In the data, extract each line that holds the string "None".

***** Records provided *****

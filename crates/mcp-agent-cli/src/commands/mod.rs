//! CLI command implementations

pub mod run;
pub mod tools;

pub use run::{RunOutcome, SSE_PRESET, STDIO_PRESET, run_agent};
pub use tools::list_tools;

use anyhow::{Context, Result, bail};
use mcp_agent_core::config::SERVER_URL_ENV_VAR;
use mcp_agent_core::{AppConfig, ConnectionParams, SseServerParams, StdioServerParameters};

/// Calculator server launched by `stdio` when no server is named
pub const DEFAULT_STDIO_COMMAND: &str = "python";
pub const DEFAULT_STDIO_ARGS: [&str; 2] = ["-m", "mcp_server_calculator"];

/// Server for the `stdio` command: a named server, a custom command line or
/// the calculator
pub fn stdio_connection(
    config: &AppConfig,
    server: Option<&str>,
    command: Option<&str>,
    args: &[String],
) -> Result<ConnectionParams> {
    if let Some(name) = server {
        return Ok(config.server(name)?.clone());
    }

    let params = match command {
        Some(command) => StdioServerParameters::new(command).with_args(args.iter().cloned()),
        None if args.is_empty() => {
            StdioServerParameters::new(DEFAULT_STDIO_COMMAND).with_args(DEFAULT_STDIO_ARGS)
        }
        None => StdioServerParameters::new(DEFAULT_STDIO_COMMAND).with_args(args.iter().cloned()),
    };
    Ok(params.into())
}

/// Server for the `sse` command: a named server, `--url` or `SERVER_URL`
pub fn sse_connection(
    config: &AppConfig,
    server: Option<&str>,
    url: Option<&str>,
) -> Result<ConnectionParams> {
    if let Some(name) = server {
        return Ok(config.server(name)?.clone());
    }

    let url = url
        .map(str::to_string)
        .or_else(|| config.server_url.clone())
        .with_context(|| {
            format!(
                "No SSE server URL: pass --url or set {} in the environment or .env",
                SERVER_URL_ENV_VAR
            )
        })?;
    Ok(SseServerParams::new(url).into())
}

/// Server for the `tools` command; one target must be given
pub fn any_connection(
    config: &AppConfig,
    server: Option<&str>,
    url: Option<&str>,
    command: Option<&str>,
    args: &[String],
) -> Result<ConnectionParams> {
    match (server, url, command) {
        (Some(_), _, _) => stdio_connection(config, server, None, &[]),
        (None, Some(_), _) => sse_connection(config, None, url),
        (None, None, Some(_)) => stdio_connection(config, None, command, args),
        (None, None, None) => bail!("Name a server with --server, --url or --command"),
    }
}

*****

Result of the task →
        None if args.is_empty() => {
        None => StdioServerParameters::new(DEFAULT_STDIO_COMMAND).with_args(args.iter().cloned()),
        (Some(_), _, _) => stdio_connection(config, server, None, &[]),
        (None, Some(_), _) => sse_connection(config, None, url),
        (None, None, Some(_)) => stdio_connection(config, None, command, args),
        (None, None, None) => bail!("Name a server with --server, --url or --command"),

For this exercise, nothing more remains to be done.